Los implantes corporales han pasado de ser una rareza a una tendencia creciente dentro de la moda alternativa. Desde pequeñas perlas de silicona bajo la piel hasta complejas piezas de titanio que simulan cuernos o crestas, cada vez más personas buscan llevar su expresión corporal al siguiente nivel. Pero, ¿qué ocurre cuando algo sale mal? Una reciente sentencia judicial acaba de echar luz sobre un vacío legal que preocupa a tatuadores, perforadores y clientes por igual.
El fallo que remeció el sector
Hace unas semanas, la Corte Suprema chilena desestimó la aplicación de la Ley del Consumidor en un caso de un implante defectuoso. El demandante, que se había sometido a un procedimiento estético no reconstructivo, buscaba compensación por complicaciones posteriores. Los magistrados argumentaron que, al no tratarse de un producto de consumo masivo ni de un servicio esencial, la normativa de protección al consumidor no cubría este tipo de intervenciones. El fallo ha generado un debate intenso en comunidades body modification de todo el mundo.
¿Qué son los implantes subdérmicos?
Los implantes subdérmicos son objetos diseñados para colocarse bajo la piel, generalmente en manos, brazos, cara o torso. Pueden ser de silicona, teflón, titanio o incluso materiales orgánicos procesados. A diferencia de los piercings, que atraviesan la piel, los implantes se insertan mediante una incisión y se fijan en el tejido subcutáneo. El resultado es una elevación permanente que puede tener formas geométricas, de animales o símbolos.

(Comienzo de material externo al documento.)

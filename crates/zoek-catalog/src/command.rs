use std::process::Stdio;

use async_trait::async_trait;
use serde_json::Value;
use zoek_core::error::ZoekError;
use zoek_core::models::record::RepositoryRecord;

use crate::ndjson::parse_document;
use crate::CatalogSource;

/// Runs an external listing CLI that prints the catalog as JSON on stdout.
pub struct CommandSource {
    command: Vec<String>,
    env_remove: Vec<String>,
}

impl CommandSource {
    pub fn new(command: Vec<String>, env_remove: Vec<String>) -> Self {
        Self {
            command,
            env_remove,
        }
    }
}

#[async_trait]
impl CatalogSource for CommandSource {
    async fn load(&self) -> Result<Vec<RepositoryRecord>, ZoekError> {
        let (program, args) =
            self.command
                .split_first()
                .ok_or_else(|| ZoekError::CatalogUnavailable {
                    message: "no catalog command configured".into(),
                })?;

        let mut cmd = tokio::process::Command::new(program);
        cmd.args(args)
            .stdin(Stdio::null())
            .stdout(Stdio::piped())
            .stderr(Stdio::piped());
        for var in &self.env_remove {
            cmd.env_remove(var);
        }

        tracing::info!("running catalog command: {}", self.command.join(" "));
        let output = cmd
            .output()
            .await
            .map_err(|e| ZoekError::CatalogUnavailable {
                message: format!("failed to run {program}: {e}"),
            })?;

        if !output.status.success() {
            return Err(ZoekError::CatalogUnavailable {
                message: format!(
                    "{} exited with {}: {}",
                    self.command.join(" "),
                    output.status,
                    String::from_utf8_lossy(&output.stderr).trim()
                ),
            });
        }

        let value: Value =
            serde_json::from_slice(&output.stdout).map_err(|e| ZoekError::CatalogUnavailable {
                message: format!("malformed JSON from {program}: {e}"),
            })?;
        let records = parse_document(value).map_err(|e| ZoekError::CatalogUnavailable {
            message: format!("unexpected catalog shape from {program}: {e}"),
        })?;

        tracing::info!("catalog command listed {} repositories", records.len());
        Ok(records)
    }

    fn describe(&self) -> String {
        format!("command `{}`", self.command.join(" "))
    }
}
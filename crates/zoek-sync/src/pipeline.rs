use std::path::PathBuf;
use std::sync::Arc;

use chrono::Utc;
use tokio_util::sync::CancellationToken;

use zoek_core::models::record::RepositoryRecord;
use zoek_core::models::sync_state::{
    DecisionKind, IndexStatus, LocalCloneState, OversizedExisting, Outcome, RepoReport,
    SyncDecision,
};
use zoek_mirror::probe;

use crate::executor::Executor;
use crate::indexer::Indexer;
use crate::planner::plan;

/// Everything a single repository pipeline needs, shared read-only by all workers.
pub struct PipelineContext {
    pub executor: Executor,
    pub indexer: Indexer,
    pub mirror_root: PathBuf,
    pub index_root: PathBuf,
    pub max_size: Option<u64>,
    pub oversized_existing: OversizedExisting,
    pub index: bool,
    pub cancel: CancellationToken,
}

impl PipelineContext {
    /// Probe the mirror and plan, without side effects.
    pub fn decide(&self, record: Arc<RepositoryRecord>) -> (LocalCloneState, SyncDecision) {
        let state = match record.dir_name() {
            Some(name) => probe(name, &self.mirror_root),
            None => LocalCloneState::Absent,
        };
        let decision = plan(record, state, self.max_size, self.oversized_existing);
        (state, decision)
    }
}

/// Whether the indexer runs after this decision and execution result.
///
/// Clones and pulls are indexed when they succeeded; an oversized
/// repository that is already on disk keeps being indexed.
fn wants_index(kind: DecisionKind, executed_ok: bool, state: LocalCloneState) -> bool {
    match kind {
        DecisionKind::CloneNew | DecisionKind::PullExisting => executed_ok,
        DecisionKind::SkipTooBig => state == LocalCloneState::PresentClean,
        DecisionKind::SkipNoUrl => false,
    }
}

/// Probe, plan, execute and index one repository.
///
/// Never fails: every problem ends up in the returned report.
pub async fn sync_repository(ctx: &PipelineContext, record: Arc<RepositoryRecord>) -> RepoReport {
    let mut report = RepoReport::new(record.name.clone());

    let (state, decision) = ctx.decide(record);
    let kind = decision.kind();
    report.decision = Some(kind);
    tracing::info!("{}: {state}, {kind}", report.name);

    let executed = ctx.executor.execute(&decision).await;
    report.messages.push(executed.message.clone());
    report.outcome = match (kind, executed.ok) {
        (_, false) if ctx.cancel.is_cancelled() => Outcome::Cancelled,
        (_, false) => Outcome::Failed,
        (DecisionKind::CloneNew, true) => Outcome::Cloned,
        (DecisionKind::PullExisting, true) => Outcome::Pulled,
        (DecisionKind::SkipTooBig, true) => Outcome::SkippedTooBig,
        (DecisionKind::SkipNoUrl, true) => Outcome::SkippedNoUrl,
    };

    if ctx.index && !ctx.cancel.is_cancelled() && wants_index(kind, executed.ok, state) {
        let indexed = ctx.indexer.reindex(&report.name, &ctx.index_root).await;
        report.messages.push(indexed.message.clone());
        report.index = Some(if indexed.ok {
            IndexStatus::Indexed
        } else {
            IndexStatus::IndexFailed
        });
    }

    report.finished_at = Utc::now();
    report
}

#[cfg(test)]
mod tests {
    use super::*;
    use crate::testing::ScriptedRunner;
    use crate::runner::CommandRunner;
    use zoek_core::models::sync_state::CloneMode;

    fn context(runner: Arc<ScriptedRunner>, root: &std::path::Path, max_size: Option<u64>, policy: OversizedExisting) -> PipelineContext {
        let mirror_root = root.join("repos");
        let runner: Arc<dyn CommandRunner> = runner;
        PipelineContext {
            executor: Executor::new(runner.clone(), "git".into(), mirror_root.clone(), CloneMode::Shallow),
            indexer: Indexer::new(runner, "zoekt-index".into(), mirror_root.clone()),
            mirror_root,
            index_root: root.join("index"),
            max_size,
            oversized_existing: policy,
            index: true,
            cancel: CancellationToken::new(),
        }
    }

    fn rec(name: &str, size: Option<u64>) -> Arc<RepositoryRecord> {
        let mut r = RepositoryRecord::new(name, Some(format!("git@x:{name}")));
        r.disk_usage = size;
        Arc::new(r)
    }

    #[test]
    fn test_index_trigger_table() {
        use DecisionKind::*;
        use LocalCloneState::*;
        assert!(wants_index(CloneNew, true, Absent));
        assert!(!wants_index(CloneNew, false, Absent));
        assert!(wants_index(PullExisting, true, PresentClean));
        assert!(!wants_index(PullExisting, false, PresentClean));
        assert!(wants_index(SkipTooBig, true, PresentClean));
        assert!(!wants_index(SkipTooBig, true, Absent));
        assert!(!wants_index(SkipNoUrl, true, PresentClean));
    }

    #[tokio::test]
    async fn test_clone_then_index() {
        let dir = tempfile::tempdir().unwrap();
        let runner = Arc::new(ScriptedRunner::new());
        let ctx = context(runner.clone(), dir.path(), None, OversizedExisting::Pull);

        let report = sync_repository(&ctx, rec("a", Some(1))).await;
        assert_eq!(report.decision, Some(DecisionKind::CloneNew));
        assert_eq!(report.outcome, Outcome::Cloned);
        assert_eq!(report.index, Some(IndexStatus::Indexed));
        assert_eq!(runner.count("-index"), 1);
    }

    #[tokio::test]
    async fn test_failed_clone_is_not_indexed() {
        let dir = tempfile::tempdir().unwrap();
        let runner = Arc::new(ScriptedRunner::new().fail_on("clone"));
        let ctx = context(runner.clone(), dir.path(), None, OversizedExisting::Pull);

        let report = sync_repository(&ctx, rec("a", None)).await;
        assert_eq!(report.outcome, Outcome::Failed);
        assert_eq!(report.index, None);
        assert_eq!(runner.count("-index"), 0);
    }

    #[tokio::test]
    async fn test_index_failure_keeps_clone() {
        let dir = tempfile::tempdir().unwrap();
        let runner = Arc::new(ScriptedRunner::new().fail_on("zoekt-index"));
        let ctx = context(runner, dir.path(), None, OversizedExisting::Pull);

        let report = sync_repository(&ctx, rec("a", None)).await;
        assert_eq!(report.outcome, Outcome::Cloned);
        assert_eq!(report.index, Some(IndexStatus::IndexFailed));
        assert!(dir.path().join("repos").join("a").is_dir());
        assert!(report.is_failure());
    }

    #[tokio::test]
    async fn test_frozen_oversized_clone_still_indexed() {
        let dir = tempfile::tempdir().unwrap();
        std::fs::create_dir_all(dir.path().join("repos").join("big")).unwrap();
        let runner = Arc::new(ScriptedRunner::new());
        let ctx = context(runner.clone(), dir.path(), Some(10), OversizedExisting::Skip);

        let report = sync_repository(&ctx, rec("big", Some(100))).await;
        assert_eq!(report.outcome, Outcome::SkippedTooBig);
        assert_eq!(report.index, Some(IndexStatus::Indexed));
        assert_eq!(runner.count("pull"), 0);
        assert_eq!(runner.count("fetch"), 0);
    }

    #[tokio::test]
    async fn test_new_oversized_repo_untouched() {
        let dir = tempfile::tempdir().unwrap();
        let runner = Arc::new(ScriptedRunner::new());
        let ctx = context(runner.clone(), dir.path(), Some(10), OversizedExisting::Pull);

        let report = sync_repository(&ctx, rec("big", Some(100))).await;
        assert_eq!(report.outcome, Outcome::SkippedTooBig);
        assert_eq!(report.index, None);
        assert!(runner.invocations().is_empty());
    }
}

El procedimiento debe realizarlo un profesional con experiencia en cirugía menor, pero en muchos países no existe una regulación específica. Esto significa que cualquiera puede comprar un kit por internet y en casa. Y ahí empiezan los problemas.
Los riesgos reales
No es raro escuchar historias de implantes que migran, se infectan o generan rechazo. El cuerpo puede reaccionar encapsulando el objeto con tejido cicatricial, lo que a veces provoca dolor crónico o deformidades. En casos extremos, el implante puede erosionar la piel y salir al exterior, dejando cicatrices severas.
- Infecciones bacterianas: el 8% de los implantes subdérmicos presenta complicaciones infecciosas según un estudio de 2022 publicado en el Journal of Cutaneous and Aesthetic Surgery.
- Migración: hasta un 15% de los implantes se desplazan de su posición original en el primer año.
- Rechazo: el sistema inmunitario puede atacar el material, forzando su expulsión.
El vacío legal y sus consecuencias
La decisión chilena refleja una realidad global: los implantes estéticos no encajan en las categorías tradicionales de consumo o salud. No son dispositivos médicos aprobados por la FDA o la CE, por lo que no aplican garantías. Tampoco son considerados «servicios médicos» si quien los realiza no es un cirujano plástico. Quedan en un limbo donde el cliente asume todos los riesgos.
En Estados Unidos, la FDA solo regula implantes mamarios o articulares, dejando fuera los subdérmicos decorativos. En Europa, algunos países como Reino Unido exigen que los realice un médico, pero la inspección de los materiales es laxa. Esta falta de control incentiva prácticas irresponsables. He visto casos de tatuadores que ofrecen implantes sin formación quirúrgica básica, usando anestesia local de dudosa procedencia.
¿Qué puedes hacer como cliente?
Si estás considerando un implante subdérmico, infórmate bien. No te guíes solo por fotos de Instagram. Pregunta sobre la formación del profesional, el origen del material y si tiene seguro de responsabilidad civil. Pide ver casos anteriores y comprueba si el estudio sigue protocolos de esterilización propios de una clínica. Un buen profesional te explicará los riesgos con honestidad y te hará firmar un consentimiento informado detallado.
Además, valora alternativas menos invasivas: piercing de superficie, microdermales (anclas) o incluso joyería adhesiva de alta calidad. La moda alternativa no debería poner en riesgo tu salud.
El futuro de la regulación
Asociaciones como la Association of Professional Piercers (APP) llevan años pidiendo estándares mínimos para la implantología estética. La sentencia chilena podría ser un catalizador para que otros países legislen. Mientras tanto, la responsabilidad recae en nosotros, la comunidad. Compartir información, denunciar malas prácticas y educar a quienes empiezan ayudará a que esta expresión artística no termine en los tribunales.
Por ahora, si alguien te dice que un implante no tiene riesgos, desconfía. La piel tiene memoria, y el cuerpo no perdona las prisas.